HG: I think because I myself became more interested in the Pan-African aspect of the world outlook, I came across Ethiopia as a critical juncture for Pan-African. You’ve heard now in the film the former South African President, Mbeki, the Barbadian Prime Minister. They always feel Adwa is a very critical moment for Pan-Africanism. I’m learning myself about my own country from Pan-Africanists who felt Ethiopia’s war against Italy was critical. Ethiopia and Sudan always had a border conflict. But when Ethiopians defeated the Italians in 1896, for two weeks Sudan danced in support of Ethiopia. If I was reading Langston Hughes’s ‘Good Morning Revolution’, Ethiopia is critical. So this aspect of it grew into the film as a grew into the literature I was reading on Pan-Africanism. In the Pan-African movement, Ethiopians, even those of us who are here now, we don’t associate with the African American community that much because that’s not our orientation. You have to know. When we try to honour those who came to participate in our struggle, we honoured the British. Although the British were like, out of 1,000 British army, the British officers are two or three people. As I said earlier, 5,000 Sikhs have died. There’s not a single monument. My goodness, we even have a Churchill Road in Ethiopia

BW: What could be for you the most important thing that you learned from making your own film?
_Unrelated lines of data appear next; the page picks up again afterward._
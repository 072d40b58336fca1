use super::Store;
use kondate_core::config::MemoryConfig;
use kondate_core::traits::IngredientStore;
use sqlx::sqlite::{SqliteConnectOptions, SqlitePoolOptions};
use std::str::FromStr;

/// Create an in-memory store for testing.
async fn test_store() -> Store {
    let opts = SqliteConnectOptions::from_str("sqlite::memory:")
        .unwrap()
        .create_if_missing(true);
    let pool = SqlitePoolOptions::new()
        .max_connections(1)
        .connect_with(opts)
        .await
        .unwrap();
    Store::run_migrations(&pool).await.unwrap();
    Store { pool }
}

fn items(list: &[&str]) -> Vec<String> {
    list.iter().map(|s| s.to_string()).collect()
}

#[tokio::test]
async fn test_list_unknown_user_is_empty() {
    let store = test_store().await;
    let set = store.list("U-nobody").await.unwrap();
    assert!(set.is_empty());
}

#[tokio::test]
async fn test_add_then_list() {
    let store = test_store().await;
    let set = store
        .add("U1", &items(&["トマト", "卵", "ベーコン"]))
        .await
        .unwrap();
    assert_eq!(set.len(), 3);

    let listed = store.list("U1").await.unwrap();
    let mut got: Vec<_> = listed.items().to_vec();
    got.sort();
    let mut want = items(&["トマト", "卵", "ベーコン"]);
    want.sort();
    assert_eq!(got, want);
}

#[tokio::test]
async fn test_add_is_idempotent() {
    let store = test_store().await;
    let once = store.add("U1", &items(&["egg", "milk"])).await.unwrap();
    let twice = store.add("U1", &items(&["egg", "milk"])).await.unwrap();
    assert_eq!(once, twice);
    assert_eq!(store.list("U1").await.unwrap().len(), 2);
}

#[tokio::test]
async fn test_add_dedups_case_and_whitespace_keeps_first_spelling() {
    let store = test_store().await;
    store.add("U1", &items(&["Bacon"])).await.unwrap();
    let set = store
        .add("U1", &items(&["  bacon ", "BACON", "\u{3000}Onion", ""]))
        .await
        .unwrap();
    assert_eq!(set.items(), &items(&["Bacon", "Onion"]));
}

#[tokio::test]
async fn test_add_empty_returns_current_set() {
    let store = test_store().await;
    store.add("U1", &items(&["鮭"])).await.unwrap();
    let set = store.add("U1", &[]).await.unwrap();
    assert_eq!(set.items(), &items(&["鮭"]));
}

#[tokio::test]
async fn test_list_preserves_insertion_order() {
    let store = test_store().await;
    store.add("U1", &items(&["b", "a"])).await.unwrap();
    store.add("U1", &items(&["c", "a"])).await.unwrap();
    let set = store.list("U1").await.unwrap();
    assert_eq!(set.items(), &items(&["b", "a", "c"]));
}

#[tokio::test]
async fn test_clear_empty_user_succeeds() {
    let store = test_store().await;
    store.clear("U1").await.unwrap();
    store.clear("U1").await.unwrap();
    assert!(store.list("U1").await.unwrap().is_empty());
}

#[tokio::test]
async fn test_clear_only_touches_one_user() {
    let store = test_store().await;
    store.add("U1", &items(&["卵"])).await.unwrap();
    store.add("U2", &items(&["卵", "ねぎ"])).await.unwrap();
    store.clear("U1").await.unwrap();
    assert!(store.list("U1").await.unwrap().is_empty());
    assert_eq!(store.list("U2").await.unwrap().len(), 2);
    assert_eq!(store.user_count().await.unwrap(), 1);
}

#[tokio::test]
async fn test_concurrent_adds_are_both_kept() {
    let store = test_store().await;
    let a = store.clone();
    let b = store.clone();
    let (ra, rb) = tokio::join!(
        async move { a.add("U1", &items(&["トマト", "卵"])).await },
        async move { b.add("U1", &items(&["ベーコン", "卵"])).await },
    );
    ra.unwrap();
    rb.unwrap();
    let set = store.list("U1").await.unwrap();
    assert_eq!(set.len(), 3);
    for name in ["トマト", "卵", "ベーコン"] {
        assert!(set.contains(name), "missing {name}");
    }
}

#[tokio::test]
async fn test_file_backed_store_survives_reopen() {
    let dir = tempfile::tempdir().unwrap();
    let config = MemoryConfig {
        db_path: dir
            .path()
            .join("nested/ingredients.db")
            .to_string_lossy()
            .into_owned(),
    };

    {
        let store = Store::new(&config).await.unwrap();
        store.add("U1", &items(&["豆腐"])).await.unwrap();
        assert!(store.db_size().await.unwrap() > 0);
    }

    let reopened = Store::new(&config).await.unwrap();
    assert_eq!(reopened.list("U1").await.unwrap().items(), &items(&["豆腐"]));
}

#[tokio::test]
async fn test_file_backed_parallel_adds() {
    let dir = tempfile::tempdir().unwrap();
    let config = MemoryConfig {
        db_path: dir.path().join("par.db").to_string_lossy().into_owned(),
    };
    let store = Store::new(&config).await.unwrap();

    let mut handles = Vec::new();
    for i in 0..8 {
        let s = store.clone();
        handles.push(tokio::spawn(async move {
            s.add("U1", &[format!("item{i}"), "shared".to_string()]).await
        }));
    }
    for h in handles {
        h.await.unwrap().unwrap();
    }
    let set = store.list("U1").await.unwrap();
    assert_eq!(set.len(), 9);
}

#[tokio::test]
async fn test_migrations_are_tracked_once() {
    let store = test_store().await;
    Store::run_migrations(&store.pool).await.unwrap();
    let (count,): (i64,) = sqlx::query_as("SELECT COUNT(*) FROM _migrations")
        .fetch_one(&store.pool)
        .await
        .unwrap();
    assert_eq!(count, 1);
}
HG: For me, as a filmmaker, I’ll tell you the truth, I could do another film. I have these scripts. I could do projects in America about crazy things. I’m even now editing another film on the African American runaways from slavery. But this film occupied me, this alone. If my father were alive, he would be proud of this film, because I think for the first time, I detoured into what he painstakingly documented every... If you look at the book, ‘Gondere Begashaw’, I show in the film, he documented every atrocity in his region by name. So if there’s any war crime court one day to happen, my father’s book will be crux, a very critical book. My father’s generation was very disappointed at my generation. Even the change we tried to bring was infected by the absence of this historical legacy. I come from a very dislocated generation. For me, the film primarily locates me. I didn’t consider the size of the film it has become. I grew up with it. It grew up with me. For me, I have overcome a very important therapeutic journey with this film. If it can do that for other people, I’ll be very happy. But primarily it is done. I’m at peace. Once I finish this film, I’m really at peace with myself.